Since you dont have the shares you sold - the broker will 'borrow/rent' the shares to complete the delivery and balance it's books with the other broker. When you finally buy-in your short - the broker will unwind the renting deal by delivering what you just bought.

HiredGoons
HiredGoons (#603)

I was the king of short-selling in my high school economics class, which should indicate something of my faith in and opinion of individuals and institutions.

GandS
GandS (#32,590)

ok, can someone explain who these people are who are loaning the stock? what's in it for them?

skahammer
skahammer (#587)

@GandS: Just as you would expect, the lenders of the shares are brokers whose clients may own the shares already, or who can get them quickly from other brokers. These brokers often charge the borrowers fees for providing this lending service. It's a pretty good business to be in, as long as the shares aren't especially difficult to obtain.

flatfootafleet
flatfootafleet (#5,753)

@skahammer just to clarify by broker skahammer is not talking about stock brokers. It's investment banks/ brokerage houses who actually hold the stock. You as a client sign away your right to earn any interest on the loaning of any specific stock you own. They bank receives the interest.

daemonsquire
daemonsquire (#9,523)

I don't know if this works in quite the same way as options markets do--or used to: I'm not even sure if options markets are still a going concern, but I worked in one for half of the 90s, and in the ensuing years have managed to scrub my memory of most of the traumatic experience. But at risk of triggering more PTSD, the way it worked (and which it might have in common with the short selling described above): a customer could buy or sell the right to buy or sell a stock at any price whatsoever. That "right"--the option--would cost the customer an amount equal to the difference between the actual current stock price and whatever price the customer attributes to it in the option, plus a "premium value". The premium value is a price figured out by formulas devised by Nobel prize winners, based on things like interest rates, stock volatility, dividends payable, and the length of time until the option expires. Anyway, something like that (or maybe just a broker's fee?) is prob'ly what would be tacked on to the loan of stock to a borrowing short seller.
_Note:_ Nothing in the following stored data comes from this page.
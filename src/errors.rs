//! Error and warning types with diagnostics using miette
//!
//! Only [`RenderError`] aborts a conversion. Everything in [`Warning`] is
//! absorbed with a fallback and reported next to the successful output.

use miette::Diagnostic;
use thiserror::Error;

use crate::scene::CrdtId;

// ============================================================================
// Fatal Errors
// ============================================================================

/// Errors that abort a conversion
#[derive(Error, Diagnostic, Debug)]
pub enum RenderError {
    #[error("group {group} is anchored to {target} but has no anchor origin")]
    #[diagnostic(
        code(rmrender::render::missing_anchor_origin),
        help("the decoder must set the horizontal origin whenever a group has an anchor")
    )]
    MissingAnchorOrigin { group: CrdtId, target: CrdtId },

    #[error("failed to write output")]
    #[diagnostic(code(rmrender::render::io))]
    Io(#[from] std::io::Error),

    #[error("failed to serialize page")]
    #[diagnostic(code(rmrender::render::json))]
    Json(#[from] serde_json::Error),
}

/// Errors from pen construction
#[derive(Error, Diagnostic, Debug, Clone, PartialEq)]
pub enum PenError {
    #[error("unknown pen tool code: {code}")]
    #[diagnostic(code(rmrender::pen::unknown_tool))]
    UnknownTool { code: u32 },
}

/// Errors from configuring a render
#[derive(Error, Diagnostic, Debug, Clone, Copy, PartialEq)]
pub enum ScaleError {
    #[error("invalid output scale {ratio}")]
    #[diagnostic(
        code(rmrender::options::invalid_scale),
        help("the scale must be a finite ratio greater than zero")
    )]
    InvalidRatio { ratio: f64 },
}

// ============================================================================
// Recoverable Conditions
// ============================================================================

/// Conditions that were worked around during a conversion
#[derive(Error, Diagnostic, Debug, Clone, PartialEq)]
pub enum Warning {
    #[error("group {group} is anchored to unknown target {target}")]
    #[diagnostic(code(rmrender::anchor::unresolved), severity(Warning))]
    UnresolvedAnchor { group: CrdtId, target: CrdtId },

    #[error("unknown pen tool code {code} on stroke {item}")]
    #[diagnostic(code(rmrender::pen::unknown_tool), severity(Warning))]
    UnknownTool { item: CrdtId, code: u32 },

    #[error("unknown pen color code {code}, using black")]
    #[diagnostic(code(rmrender::pen::unknown_color), severity(Warning))]
    UnknownColor { code: u32 },

    #[error("unknown paragraph style code {code}")]
    #[diagnostic(code(rmrender::text::unknown_style), severity(Warning))]
    UnknownParagraphStyle { code: u32 },

    #[error("skipped unsupported {kind} item {item}")]
    #[diagnostic(code(rmrender::render::unsupported_item), severity(Warning))]
    UnsupportedItem { item: CrdtId, kind: String },
}

/// Append `warning` unless an equal one is already recorded.
pub(crate) fn record_warning(warnings: &mut Vec<Warning>, warning: Warning) {
    if warnings.contains(&warning) {
        return;
    }
    crate::log::warn!("{}", warning);
    warnings.push(warning);
}
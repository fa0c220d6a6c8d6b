//! Rendering of scene trees
//!
//! This module is organized into submodules:
//! - `defaults`: Device geometry and text layout constants
//! - `context`: RenderContext shared by every walk over one tree
//! - `stroke`: Splitting strokes into styled segments
//! - `svg`: SVG generation
//! - `json`: JSON page export

pub mod context;
pub mod defaults;
pub mod json;
pub mod stroke;
pub mod svg;

pub use context::RenderContext;
pub use json::tree_to_json;
pub use stroke::{Segment, segments};
pub use svg::tree_to_svg;

use crate::errors::{RenderError, ScaleError};
use crate::scene::{Group, SceneItem};
use crate::types::{BoundingBox, Scaler};

use defaults::{SCREEN_HEIGHT, SCREEN_WIDTH};

/// Where a group goes when its anchor target has no known position.
#[derive(Clone, Copy, Debug, Default, PartialEq, Eq)]
pub enum UnresolvedAnchor {
    /// Vertical offset 0, i.e. the parent's origin.
    #[default]
    Origin,
    /// The position of the top-of-page sentinel.
    PageTop,
}

/// What to do with strokes drawn by a tool code we don't know.
#[derive(Clone, Copy, Debug, Default, PartialEq, Eq)]
pub enum MissingTool {
    /// Draw them as a fineliner in the stroke's own color and thickness.
    #[default]
    Fallback,
    Skip,
}

/// Options controlling rendering output
#[derive(Clone, Debug, Default, PartialEq)]
pub struct RenderOptions {
    pub unresolved_anchor: UnresolvedAnchor,
    pub missing_tool: MissingTool,
    /// Device units to output units
    pub scaler: Scaler,
}

impl RenderOptions {
    pub fn unresolved_anchor(mut self, policy: UnresolvedAnchor) -> Self {
        self.unresolved_anchor = policy;
        self
    }

    pub fn missing_tool(mut self, policy: MissingTool) -> Self {
        self.missing_tool = policy;
        self
    }

    /// Output units per device unit, replacing the default 72/226.
    pub fn scale(mut self, ratio: f64) -> Result<Self, ScaleError> {
        self.scaler = Scaler::new(ratio)?;
        Ok(self)
    }
}

impl BoundingBox {
    /// One full device page, centred horizontally on the origin.
    pub fn page() -> BoundingBox {
        BoundingBox::new(
            -(SCREEN_WIDTH / 2.0).floor(),
            (SCREEN_WIDTH / 2.0).floor(),
            0.0,
            SCREEN_HEIGHT,
        )
    }
}

/// Extent of everything below `group`, in `group`'s coordinates, widened
/// from `default`.
///
/// Child groups are measured from a zero box and shifted by their own anchor
/// offset. Lines contribute their raw points.
pub fn bounding_box(
    group: &Group,
    ctx: &mut RenderContext<'_>,
    default: BoundingBox,
) -> Result<BoundingBox, RenderError> {
    let mut bounds = default;
    for child in group.children.values() {
        match child {
            SceneItem::Group(g) => {
                let offset = ctx.anchor_offset(g)?;
                let inner = bounding_box(g, ctx, BoundingBox::ZERO)?;
                bounds.expand_box(&inner.translated(offset));
            }
            SceneItem::Line(line) => {
                for p in &line.points {
                    bounds.expand_point(p.x, p.y);
                }
            }
            SceneItem::GlyphRange(_) | SceneItem::Unsupported { .. } => {}
        }
    }
    Ok(bounds)
}
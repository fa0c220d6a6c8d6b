//! Markdown extraction
//!
//! Turns the root text into one markdown line per paragraph and gathers the
//! page's highlights into quoted blocks. Anchor targets can be marked inline
//! as `<<part1,part2>>` so that annotations can be traced back to the words
//! they hang off.

use std::collections::HashSet;
use std::fmt::Write as _;
use std::io::Write;

use crate::anchors::collect_anchor_ids;
use crate::errors::{RenderError, Warning, record_warning};
use crate::render::defaults::HIGHLIGHT_JOIN_TOLERANCE;
use crate::scene::{CrdtId, GlyphRange, ParagraphStyle, SceneTree, Text};

/// Options controlling markdown extraction
#[derive(Clone, Copy, Debug, PartialEq, Eq)]
pub struct ExtractOptions {
    /// Mark characters that groups are anchored to
    pub annotate_anchors: bool,
    /// Append a `# Highlights` section when the page has any
    pub include_highlights: bool,
}

impl Default for ExtractOptions {
    fn default() -> Self {
        Self {
            annotate_anchors: false,
            include_highlights: true,
        }
    }
}

impl ExtractOptions {
    pub fn annotate_anchors(mut self, yes: bool) -> Self {
        self.annotate_anchors = yes;
        self
    }

    pub fn include_highlights(mut self, yes: bool) -> Self {
        self.include_highlights = yes;
        self
    }
}

/// Result of [`extract_document`]
#[derive(Clone, Debug, Default, PartialEq)]
pub struct Extracted {
    /// One formatted line per paragraph, newline terminated
    pub body: String,
    /// Quoted highlight blocks, empty when there are none
    pub highlights: String,
    pub warnings: Vec<Warning>,
}

/// Paragraph contents paired with their style.
///
/// With `anchor_ids`, a `<<part1,part2>>` marker is written in front of
/// every character whose id is in the set.
pub fn extract_lines(
    text: &Text,
    anchor_ids: Option<&HashSet<CrdtId>>,
) -> Vec<(ParagraphStyle, String)> {
    text.paragraphs
        .iter()
        .map(|paragraph| {
            let content = match anchor_ids {
                None => paragraph.content(),
                Some(ids) => {
                    let mut out = String::new();
                    for (c, id) in paragraph.chars() {
                        if let Some(id) = id.filter(|id| ids.contains(id)) {
                            let _ = write!(out, "<<{},{}>>", id.0, id.1);
                        }
                        out.push(c);
                    }
                    out
                }
            };
            (paragraph.style, content)
        })
        .collect()
}

/// Prefix `content` as markdown for its paragraph style.
pub fn format_line(style: ParagraphStyle, content: &str) -> String {
    match style {
        ParagraphStyle::Plain => content.to_string(),
        ParagraphStyle::Bullet => format!("- {content}"),
        ParagraphStyle::Bullet2 => format!("  + {content}"),
        ParagraphStyle::Bold => format!("> {content}"),
        ParagraphStyle::Heading => format!("# {content}"),
        ParagraphStyle::Checkbox => format!("- [ ] {content}"),
        ParagraphStyle::CheckboxChecked => format!("- [x] {content}"),
        ParagraphStyle::Other(code) => format!("[unknown format {code}] {content}"),
    }
}

/// Split highlights into passages.
///
/// A range joins the previous passage when it starts at most
/// [`HIGHLIGHT_JOIN_TOLERANCE`] characters after the previous range ends,
/// which includes ranges overlapping it. Ranges without an offset always
/// start a new passage.
pub fn group_highlights<'a>(ranges: &[&'a GlyphRange]) -> Vec<Vec<&'a GlyphRange>> {
    let mut blocks: Vec<Vec<&GlyphRange>> = Vec::new();
    let mut prev_end: Option<u32> = None;

    for &range in ranges {
        let joins = match (prev_end, range.start) {
            (Some(end), Some(start)) => {
                i64::from(start) - i64::from(end) <= i64::from(HIGHLIGHT_JOIN_TOLERANCE)
            }
            _ => false,
        };
        match blocks.last_mut() {
            Some(block) if joins => block.push(range),
            _ => blocks.push(vec![range]),
        }
        prev_end = range.end();
    }

    blocks
}

/// Quote every highlight, one blank line between passages.
pub fn format_highlights(ranges: &[&GlyphRange]) -> String {
    let blocks = group_highlights(ranges);
    let mut out = String::new();
    for (i, block) in blocks.iter().enumerate() {
        if i > 0 {
            out.push('\n');
        }
        for range in block {
            if range.text.is_empty() {
                out.push_str(">\n");
            }
            for line in range.text.lines() {
                out.push_str("> ");
                out.push_str(line);
                out.push('\n');
            }
        }
    }
    out
}

/// Extract the body text and highlights of `tree`.
pub fn extract_document(tree: &SceneTree, options: &ExtractOptions) -> Extracted {
    let mut extracted = Extracted::default();

    if let Some(text) = &tree.root_text {
        let anchor_ids = options
            .annotate_anchors
            .then(|| collect_anchor_ids(&tree.root));
        for (style, content) in extract_lines(text, anchor_ids.as_ref()) {
            if let ParagraphStyle::Other(code) = style {
                record_warning(
                    &mut extracted.warnings,
                    Warning::UnknownParagraphStyle { code },
                );
            }
            extracted.body.push_str(&format_line(style, &content));
            extracted.body.push('\n');
        }
    }

    if options.include_highlights {
        let ranges = tree.glyph_ranges();
        crate::log::debug!(ranges = ranges.len(), "highlights");
        extracted.highlights = format_highlights(&ranges);
    }

    extracted
}

/// Write `tree` as markdown into `out`.
///
/// The highlights section is only written when there is something in it.
pub fn write_markdown<W: Write>(
    tree: &SceneTree,
    out: &mut W,
    options: &ExtractOptions,
) -> Result<Vec<Warning>, RenderError> {
    let extracted = extract_document(tree, options);
    out.write_all(extracted.body.as_bytes())?;
    if !extracted.highlights.is_empty() {
        out.write_all(b"\n# Highlights\n\n")?;
        out.write_all(extracted.highlights.as_bytes())?;
    }
    Ok(extracted.warnings)
}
Whew, I'm palpitating... take me elsewhere, internet!

Niko Bellic
Niko Bellic (#1,312)

So, if I have enough money to pay the interest or whatever, could I borrow all the stocks in the world, then drive them down to zero by selling it all at once, thus converting the entire wealth of the world into a worthless pile paper serving only as proof that "I win"? Next world, please! It's called Free Market, crybabies: we will all die anyway, all that matters is who wins games. Or maybe you found the meaning of life? Pfft.